Question about limiting distribution for standard normal distribution

Question

I am studying CLT and meet a question but I have no idea how to solve it, could you please show me how to prove this question (b)?

Thank you so much!

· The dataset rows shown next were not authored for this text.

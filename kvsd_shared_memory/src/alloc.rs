//! The allocator seam.
//!
//! Everything stored in the shared heap is addressed by [`Offset`], a
//! typed handle relative to the segment base. Offsets survive segment
//! growth and re-mapping; process-local pointers do not, so a pointer may
//! only be materialized through [`Allocator::resolve`] and must not
//! outlive the call site's gate section.
//!
//! Two interchangeable implementations exist: [`PrivateAllocator`]
//! forwards to the process heap (offsets are addresses there), and
//! [`crate::heap::SharedHeap`] operates on the shared segment.

use crate::error::{ShmError, ShmResult};
use std::alloc::{Layout, alloc, dealloc};

/// Word used for block headers and free-list links.
pub const WORD: usize = std::mem::size_of::<usize>();

/// Handle to an allocation, relative to the owning allocator's base.
///
/// `Offset::NULL` (zero) never names a live allocation: the shared heap
/// keeps its segment header at offset zero and the private allocator
/// hands out nonzero addresses.
#[derive(Debug, Clone, Copy, PartialEq, Eq, Hash)]
pub struct Offset(usize);

impl Offset {
    /// The null handle.
    pub const NULL: Offset = Offset(0);

    /// Wrap a raw offset value.
    pub const fn new(raw: usize) -> Self {
        Offset(raw)
    }

    /// Raw offset value.
    pub const fn get(self) -> usize {
        self.0
    }

    /// True for the null handle.
    pub const fn is_null(self) -> bool {
        self.0 == 0
    }
}

/// Allocation interface shared by the private and the shared heap.
///
/// Callers own the discipline: `resize`/`release` only accept offsets
/// produced by `reserve` of the same allocator, and resolved pointers are
/// only dereferenced while the caller holds whatever lock guards the
/// allocator's memory.
pub trait Allocator {
    /// Allocate `size` bytes and return the payload handle.
    fn reserve(&mut self, size: usize) -> ShmResult<Offset>;

    /// Grow (or shrink) an allocation, preserving the payload prefix.
    /// The returned handle replaces `offset`.
    fn resize(&mut self, offset: Offset, size: usize) -> ShmResult<Offset>;

    /// Return an allocation to the allocator.
    fn release(&mut self, offset: Offset) -> ShmResult<()>;

    /// Materialize a handle as a pointer into this process.
    fn resolve(&self, offset: Offset) -> *mut u8;

    /// Borrow an allocation as bytes. See the trait-level contract.
    fn bytes(&self, offset: Offset, len: usize) -> &[u8] {
        unsafe { std::slice::from_raw_parts(self.resolve(offset), len) }
    }

    /// Borrow an allocation as mutable bytes. See the trait-level contract.
    fn bytes_mut(&mut self, offset: Offset, len: usize) -> &mut [u8] {
        unsafe { std::slice::from_raw_parts_mut(self.resolve(offset), len) }
    }
}

/// Process-heap allocator: offsets are plain addresses.
///
/// The requested size is stored in a word ahead of the payload so that
/// `release` needs no layout from the caller, mirroring the shared heap's
/// block header.
#[derive(Debug, Default)]
pub struct PrivateAllocator;

impl PrivateAllocator {
    fn stored_size(offset: Offset) -> usize {
        unsafe { *((offset.get() - WORD) as *const usize) }
    }
}

impl Allocator for PrivateAllocator {
    fn reserve(&mut self, size: usize) -> ShmResult<Offset> {
        let total = size + WORD;
        let layout =
            Layout::from_size_align(total, WORD).map_err(|_| ShmError::InvalidSize { size })?;
        let ptr = unsafe { alloc(layout) };
        if ptr.is_null() {
            return Err(ShmError::Exhausted { requested: total });
        }
        unsafe { *(ptr as *mut usize) = size };
        Ok(Offset::new(ptr as usize + WORD))
    }

    fn resize(&mut self, offset: Offset, size: usize) -> ShmResult<Offset> {
        let old_size = Self::stored_size(offset);
        if old_size >= size {
            return Ok(offset);
        }
        let new_offset = self.reserve(size)?;
        unsafe {
            std::ptr::copy_nonoverlapping(self.resolve(offset), self.resolve(new_offset), old_size);
        }
        self.release(offset)?;
        Ok(new_offset)
    }

    fn release(&mut self, offset: Offset) -> ShmResult<()> {
        let size = Self::stored_size(offset);
        let ptr = (offset.get() - WORD) as *mut u8;
        unsafe { dealloc(ptr, Layout::from_size_align_unchecked(size + WORD, WORD)) };
        Ok(())
    }

    fn resolve(&self, offset: Offset) -> *mut u8 {
        offset.get() as *mut u8
    }
}

#[cfg(test)]
mod tests {
    use super::*;

    #[test]
    fn null_offset_is_distinct() {
        assert!(Offset::NULL.is_null());
        assert!(!Offset::new(8).is_null());
        assert_eq!(Offset::new(8).get(), 8);
    }

    #[test]
    fn private_reserve_release_roundtrip() {
        let mut alloc = PrivateAllocator;
        let offset = alloc.reserve(32).unwrap();
        assert!(!offset.is_null());

        alloc.bytes_mut(offset, 32).copy_from_slice(&[7u8; 32]);
        assert_eq!(alloc.bytes(offset, 32), &[7u8; 32]);

        alloc.release(offset).unwrap();
    }

    #[test]
    fn private_resize_preserves_prefix() {
        let mut alloc = PrivateAllocator;
        let offset = alloc.reserve(8).unwrap();
        alloc.bytes_mut(offset, 8).copy_from_slice(b"abcdefgh");

        let bigger = alloc.resize(offset, 64).unwrap();
        assert_eq!(&alloc.bytes(bigger, 64)[..8], b"abcdefgh");

        // Shrinking stays in place.
        let same = alloc.resize(bigger, 4).unwrap();
        assert_eq!(same, bigger);

        alloc.release(same).unwrap();
    }
}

Wang

Answer 1

Hint for (b):

• In this case you can separate the sum into $\dfrac{\sum\limits_{i=1}^n Z_i}{\sqrt{n}}+\dfrac{\sum\limits_{i=1}^n \frac1n}{\sqrt{n}}$

• Since the $Z_i$ have independent normal distributions, you should be able to state the distribution of $\sum\limits_{i=1}^n Z_i$ and so of $\dfrac{\sum\limits_{i=1}^n Z_i}{\sqrt{n}}$, and thus find the distribution to which this converges in the limit

• $\dfrac{\sum\limits_{i=1}^n \frac1n}{\sqrt{n}}$ is not random, so you can calculate it (noting that the sum is over $i$ not $n$), and so you can find the value to which this converges in the limit

• Finally you can combine these to find the limiting distribution of $\dfrac{\sum\limits_{i=1}^n \left(Z_i+\frac1n\right)}{\sqrt{n}}$

Answer 2

(a) $P(|1/n\sum (X_i-p_i)|>\epsilon)\leq 1/(n^2\epsilon^2)Var(\sum X_i)=1/(n^2\epsilon^2)\sum p_i(1-p_i)\leq 1/(n^2\epsilon^2)\sum 1/4=\frac{1}{4n\epsilon^2}\rightarrow 0.$ (b) $\sum (Z_i+1/n)\sim N(1,n)\Rightarrow 1/\sqrt{n}\sum (Z_i+1/n)\sim N(1/\sqrt{n},1)\Rightarrow1/\sqrt{n}\sum (Z_i+1/n)\rightarrow_d N(0,1)$